◆ Instructions for the task ◆
Each record must appear in your answer exactly as it does below.

◆ Records provided ◆
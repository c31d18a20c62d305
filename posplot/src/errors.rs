use std::error::Error;
use std::fmt::{Display, Formatter};
use std::{fmt, io};

/// The different kinds of errors the plotter, prover, and verifier can return.
#[derive(Clone, Copy, Debug, PartialEq, Eq)]
#[non_exhaustive]
pub enum ErrorKind {
  /// malformed argument, position out of window, wrong-bucket trigger.
  InvalidValue,
  /// write after flush, counter mismatch, offset overflow, left-writer overrun.
  InvalidState,
  /// a sort manager bucket exceeded the RAM arena.
  InsufficientMemory,
  /// short read/write that the disk layer gave up retrying.
  IoTransient,
  /// cannot open/create/truncate/rename a file.
  IoFatal,
  /// ANS decoder reached a sentinel ("bad symbol") entry.
  EncodingFatal,
}

/// The error type used in results for all `posplot` functionality.
#[derive(Clone, Debug, PartialEq, Eq)]
pub struct PlotError {
  pub kind: ErrorKind,
  pub message: String,
}

impl PlotError {
  pub fn new<S: AsRef<str>>(kind: ErrorKind, message: S) -> Self {
    PlotError {
      kind,
      message: message.as_ref().to_string(),
    }
  }

  pub fn invalid_value<S: AsRef<str>>(message: S) -> Self {
    Self::new(ErrorKind::InvalidValue, message)
  }

  pub fn invalid_state<S: AsRef<str>>(message: S) -> Self {
    Self::new(ErrorKind::InvalidState, message)
  }

  pub fn insufficient_memory<S: AsRef<str>>(message: S) -> Self {
    Self::new(ErrorKind::InsufficientMemory, message)
  }

  pub fn io_fatal<S: AsRef<str>>(message: S) -> Self {
    Self::new(ErrorKind::IoFatal, message)
  }

  pub fn encoding_fatal<S: AsRef<str>>(message: S) -> Self {
    Self::new(ErrorKind::EncodingFatal, message)
  }
}

impl Display for PlotError {
  fn fmt(&self, f: &mut Formatter<'_>) -> fmt::Result {
    write!(f, "posplot {:?} error: {}", self.kind, &self.message)
  }
}

impl From<io::Error> for PlotError {
  fn from(err: io::Error) -> Self {
    let kind = match err.kind() {
      io::ErrorKind::UnexpectedEof | io::ErrorKind::WouldBlock | io::ErrorKind::Interrupted => {
        ErrorKind::IoTransient
      }
      _ => ErrorKind::IoFatal,
    };
    PlotError {
      kind,
      message: format!("{}", err),
    }
  }
}

impl Error for PlotError {}

pub type PlotResult<T> = Result<T, PlotError>;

◆ Result of this task ◆
repository c31d18a20c62d305
filename posplot/src/errors.rs
use std::error::Error;
use std::fmt::{Display, Formatter};
use std::{fmt, io};

/// The different kinds of errors the plotter, prover, and verifier can return.
#[derive(Clone, Copy, Debug, PartialEq, Eq)]
#[non_exhaustive]
pub enum ErrorKind {
  /// malformed argument, position out of window, wrong-bucket trigger.
  InvalidValue,
  /// write after flush, counter mismatch, offset overflow, left-writer overrun.
  InvalidState,
  /// a sort manager bucket exceeded the RAM arena.
  InsufficientMemory,
  /// short read/write that the disk layer gave up retrying.
  IoTransient,
  /// cannot open/create/truncate/rename a file.
  IoFatal,
  /// ANS decoder reached a sentinel ("bad symbol") entry.
  EncodingFatal,
}

/// The error type used in results for all `posplot` functionality.
#[derive(Clone, Debug, PartialEq, Eq)]
pub struct PlotError {
  pub kind: ErrorKind,
  pub message: String,
}

impl PlotError {
  pub fn new<S: AsRef<str>>(kind: ErrorKind, message: S) -> Self {
    PlotError {
      kind,
      message: message.as_ref().to_string(),
    }
  }

  pub fn invalid_value<S: AsRef<str>>(message: S) -> Self {
    Self::new(ErrorKind::InvalidValue, message)
  }

  pub fn invalid_state<S: AsRef<str>>(message: S) -> Self {
    Self::new(ErrorKind::InvalidState, message)
  }

  pub fn insufficient_memory<S: AsRef<str>>(message: S) -> Self {
    Self::new(ErrorKind::InsufficientMemory, message)
  }

  pub fn io_fatal<S: AsRef<str>>(message: S) -> Self {
    Self::new(ErrorKind::IoFatal, message)
  }

  pub fn encoding_fatal<S: AsRef<str>>(message: S) -> Self {
    Self::new(ErrorKind::EncodingFatal, message)
  }
}

impl Display for PlotError {
  fn fmt(&self, f: &mut Formatter<'_>) -> fmt::Result {
    write!(f, "posplot {:?} error: {}", self.kind, &self.message)
  }
}

impl From<io::Error> for PlotError {
  fn from(err: io::Error) -> Self {
    let kind = match err.kind() {
      io::ErrorKind::UnexpectedEof | io::ErrorKind::WouldBlock | io::ErrorKind::Interrupted => {
        ErrorKind::IoTransient
      }
      _ => ErrorKind::IoFatal,
    };
    PlotError {
      kind,
      message: format!("{}", err),
    }
  }
}

impl Error for PlotError {}

pub type PlotResult<T> = Result<T, PlotError>;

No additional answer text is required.